Nearly 100 Florida schools will be soaking up solar rays to power their buildings this fall thanks to the Florida Solar Energy Center (FSEC).

FSEC, a University of Central Florida research institute, is providing each school with a 10-kilowatt, solar photovoltaic (PV) system valued at more than $80,000. These systems allow schools to capture the sun’s rays and turn them into energy to help reduce electricity costs, and they also serve as generators during a power outage. Installation of the systems – under way now – will reduce energy costs by up to $1,500 a year and decrease greenhouse gas emissions.

Each ground-mounted, 1000-square-foot PV system is capable of providing enough power to run a small appliance like a fridge, overhead lighting or series of electrical outlets. 

Schools are getting the systems through the SunSmart Schools E-Shelter program, which was created with a $10 million stimulus grant. A leader in solar energy research, FSEC is coordinating the program and providing educational materials for teachers to use with students, as well as training for school faculty and staff.

“Having these photovoltaic systems in plain view on the school campuses is that first step in raising awareness about this important renewable energy technology,” said Susan Schleith, FSEC project manager for the SunSmart program. “And when a student, parent or teacher asks, ‘What is that and what does it do?,’ that’s when the learning begins.”

Schools receiving the systems are from around the state and include elementary, middle and high schools as well as one college. They were selected to take part in the program based on their status as an emergency shelter, demographics, and their renewable energy education and outreach plans.

Each PV system is connected to the utility electric grid, supplements the school’s electricity during normal operations and keeps a bank of back-up batteries charged. In the event the school is being used as a shelter and there’s an electrical outage, the system powers critical items in the shelter, using the back-up batteries when the sun isn’t shining. 

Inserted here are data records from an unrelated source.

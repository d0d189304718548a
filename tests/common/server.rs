//! Test server lifecycle management
//!
//! Each test gets an isolated server with its own databases and media directory.

use super::constants::*;
use super::fixtures::create_test_db_with_users;
use play_server::content_store::SqliteContentStore;
use play_server::library::LibraryManager;
use play_server::media::BlobStore;
use play_server::schedule::ScheduleClock;
use play_server::server::{make_app, RequestsLoggingLevel, ServerConfig, ServerState};
use play_server::user::{SqliteUserStore, UserManager};
use std::sync::{Arc, Mutex};
use std::time::Duration;
use tempfile::TempDir;
use tokio::net::TcpListener;

/// Largest upload accepted by test servers
pub const TEST_MAX_UPLOAD_SIZE: u64 = 1024 * 1024;

/// Test server instance with isolated storage
///
/// When dropped, the server gracefully shuts down and temp resources are cleaned up.
pub struct TestServer {
    /// Base URL for making requests (e.g., "http://127.0.0.1:12345")
    pub base_url: String,

    /// The port the server is listening on
    pub port: u16,

    /// Shared with the running app, for direct inspection in tests
    pub library: Arc<LibraryManager>,

    // Private fields - keep resources alive until drop
    _temp_db_dir: TempDir,
    _shutdown_tx: Option<tokio::sync::oneshot::Sender<()>>,
}

impl TestServer {
    /// Spawns a server whose kiosk follows the schedule of `TEST_USER`.
    pub async fn spawn() -> Self {
        Self::spawn_with_owner(Some(TEST_USER_ID)).await
    }

    /// Spawns a server with the given kiosk schedule owner.
    ///
    /// # Panics
    ///
    /// Panics if storage creation, port binding or server start fail.
    pub async fn spawn_with_owner(default_schedule_owner_id: Option<usize>) -> Self {
        let (temp_db_dir, user_db_path) =
            create_test_db_with_users().expect("Failed to create test database");

        let user_store = SqliteUserStore::new(&user_db_path).expect("Failed to open user store");
        let user_manager = Arc::new(Mutex::new(UserManager::new(Box::new(user_store))));

        let content_store = Arc::new(
            SqliteContentStore::new(temp_db_dir.path().join("content.db"))
                .expect("Failed to open content store"),
        );
        let blobs = BlobStore::new(temp_db_dir.path().join("media"), TEST_MAX_UPLOAD_SIZE);
        blobs.init().await.expect("Failed to create media directories");
        let library = Arc::new(LibraryManager::new(
            content_store,
            blobs,
            ScheduleClock::utc(),
        ));

        // Bind to random port
        let listener = TcpListener::bind("127.0.0.1:0")
            .await
            .expect("Failed to bind to random port");

        let port = listener
            .local_addr()
            .expect("Failed to get local address")
            .port();

        let base_url = format!("http://127.0.0.1:{}", port);

        let (shutdown_tx, shutdown_rx) = tokio::sync::oneshot::channel::<()>();

        let config = ServerConfig {
            port,
            requests_logging_level: RequestsLoggingLevel::None,
            content_cache_age_sec: 0,
            frontend_dir_path: None,
            default_schedule_owner_id,
            max_upload_size: TEST_MAX_UPLOAD_SIZE,
            enable_reboot: false,
        };

        let app = make_app(ServerState::new(config, library.clone(), user_manager));

        // Spawn server in background task with graceful shutdown
        tokio::spawn(async move {
            axum::serve(listener, app)
                .with_graceful_shutdown(async {
                    shutdown_rx.await.ok();
                })
                .await
                .expect("Server failed");
        });

        let server = Self {
            base_url,
            port,
            library,
            _temp_db_dir: temp_db_dir,
            _shutdown_tx: Some(shutdown_tx),
        };

        server.wait_for_ready().await;

        server
    }

    /// Waits for the server to become ready by polling the home endpoint
    async fn wait_for_ready(&self) {
        let client = reqwest::Client::builder()
            .timeout(Duration::from_millis(100))
            .build()
            .expect("Failed to build reqwest client");

        let start = std::time::Instant::now();
        let timeout = Duration::from_millis(SERVER_READY_TIMEOUT_MS);

        loop {
            if start.elapsed() > timeout {
                panic!(
                    "Server did not become ready within {}ms",
                    SERVER_READY_TIMEOUT_MS
                );
            }

            match client.get(format!("{}/", self.base_url)).send().await {
                Ok(response) if response.status().is_success() => return,
                _ => {
                    tokio::time::sleep(Duration::from_millis(SERVER_READY_POLL_INTERVAL_MS)).await;
                }
            }
        }
    }
}

impl Drop for TestServer {
    fn drop(&mut self) {
        if let Some(tx) = self._shutdown_tx.take() {
            let _ = tx.send(());
        }
    }
}
use super::schema::CONTENT_VERSIONED_SCHEMAS;
use super::*;
use crate::error::{lock, PlayError, PlayResult};
use crate::sqlite_persistence::{open_versioned_db, DEFAULT_TIMESTAMP};
use anyhow::Result;
use jiff::civil::Weekday;
use rusqlite::{
    params, params_from_iter, types::Value, Connection, OptionalExtension, Row, Transaction,
    TransactionBehavior,
};
use std::collections::HashSet;
use std::path::Path;
use std::sync::{Arc, Mutex};
use tracing::{debug, info};

const VIDEO_COLUMNS: &str = "v.id, v.user_id, v.filename, v.original_filename, v.file_size, \
     v.mime_type, v.duration, v.thumbnail, v.created";

const PLAYLIST_COLUMNS: &str = "id, user_id, name, description, created, updated";

const SCHEDULE_COLUMNS: &str = "id, user_id, loop_playlist, monday_playlist_id, \
     tuesday_playlist_id, wednesday_playlist_id, thursday_playlist_id, friday_playlist_id, \
     saturday_playlist_id, sunday_playlist_id, created, updated";

#[derive(Clone)]
pub struct SqliteContentStore {
    conn: Arc<Mutex<Connection>>,
}

impl SqliteContentStore {
    pub fn new<P: AsRef<Path>>(db_path: P) -> Result<Self> {
        let conn = open_versioned_db(db_path.as_ref(), CONTENT_VERSIONED_SCHEMAS)?;
        info!("Opened content db {:?}", db_path.as_ref());
        Ok(SqliteContentStore {
            conn: Arc::new(Mutex::new(conn)),
        })
    }

    /// Runs `f` inside an IMMEDIATE transaction, so the write lock is held
    /// from the first read until commit.
    fn write<T>(&self, f: impl FnOnce(&Transaction) -> PlayResult<T>) -> PlayResult<T> {
        let mut conn = lock(&self.conn)?;
        let tx = conn.transaction_with_behavior(TransactionBehavior::Immediate)?;
        let result = f(&tx)?;
        tx.commit()?;
        Ok(result)
    }
}

fn video_from_row(row: &Row, offset: usize) -> rusqlite::Result<Video> {
    Ok(Video {
        id: row.get(offset)?,
        user_id: row.get(offset + 1)?,
        filename: row.get(offset + 2)?,
        original_filename: row.get(offset + 3)?,
        file_size: row.get::<_, i64>(offset + 4)? as u64,
        mime_type: row.get(offset + 5)?,
        duration: row.get(offset + 6)?,
        thumbnail: row.get(offset + 7)?,
        created: row.get(offset + 8)?,
    })
}

fn playlist_from_row(row: &Row) -> rusqlite::Result<Playlist> {
    Ok(Playlist {
        id: row.get(0)?,
        user_id: row.get(1)?,
        name: row.get(2)?,
        description: row.get(3)?,
        created: row.get(4)?,
        updated: row.get(5)?,
    })
}

fn schedule_from_row(row: &Row) -> rusqlite::Result<WeeklyScheduleConfig> {
    Ok(WeeklyScheduleConfig {
        id: row.get(0)?,
        user_id: row.get(1)?,
        loop_playlist: row.get::<_, i64>(2)? != 0,
        monday_playlist_id: row.get(3)?,
        tuesday_playlist_id: row.get(4)?,
        wednesday_playlist_id: row.get(5)?,
        thursday_playlist_id: row.get(6)?,
        friday_playlist_id: row.get(7)?,
        saturday_playlist_id: row.get(8)?,
        sunday_playlist_id: row.get(9)?,
        created: row.get(10)?,
        updated: row.get(11)?,
    })
}

fn slot_column(weekday: Weekday) -> &'static str {
    match weekday {
        Weekday::Monday => "monday_playlist_id",
        Weekday::Tuesday => "tuesday_playlist_id",
        Weekday::Wednesday => "wednesday_playlist_id",
        Weekday::Thursday => "thursday_playlist_id",
        Weekday::Friday => "friday_playlist_id",
        Weekday::Saturday => "saturday_playlist_id",
        Weekday::Sunday => "sunday_playlist_id",
    }
}

/// Number of playlist memberships pointing at the video.
fn count_video_references(conn: &Connection, video_id: VideoId) -> PlayResult<usize> {
    Ok(conn.query_row(
        "SELECT COUNT(*) FROM playlist_video WHERE video_id = ?1",
        params![video_id],
        |row| row.get(0),
    )?)
}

For classroom learning, the system also functions as a learning resource, allowing students and teachers to see how much energy their system is producing, study the relationship between the environment and the PV system and explore the basics of electricity.

At the Academy of Natural Resources at Island Coast High School in Cape Coral, Fla., students take classes in subjects such as environmental science, solar energy and aquaculture. Science teacher Cherie Sukovich says the system will increase students’ understanding of how weather and other environmental factors play a role in capturing the sun’s rays.

“It gives us a very concrete, real-world way to show them an abstract concept,” she said.

Vergona-Bowersox Electric Inc., of Boca Raton, is installing the solar systems at the schools and will finish by 2012.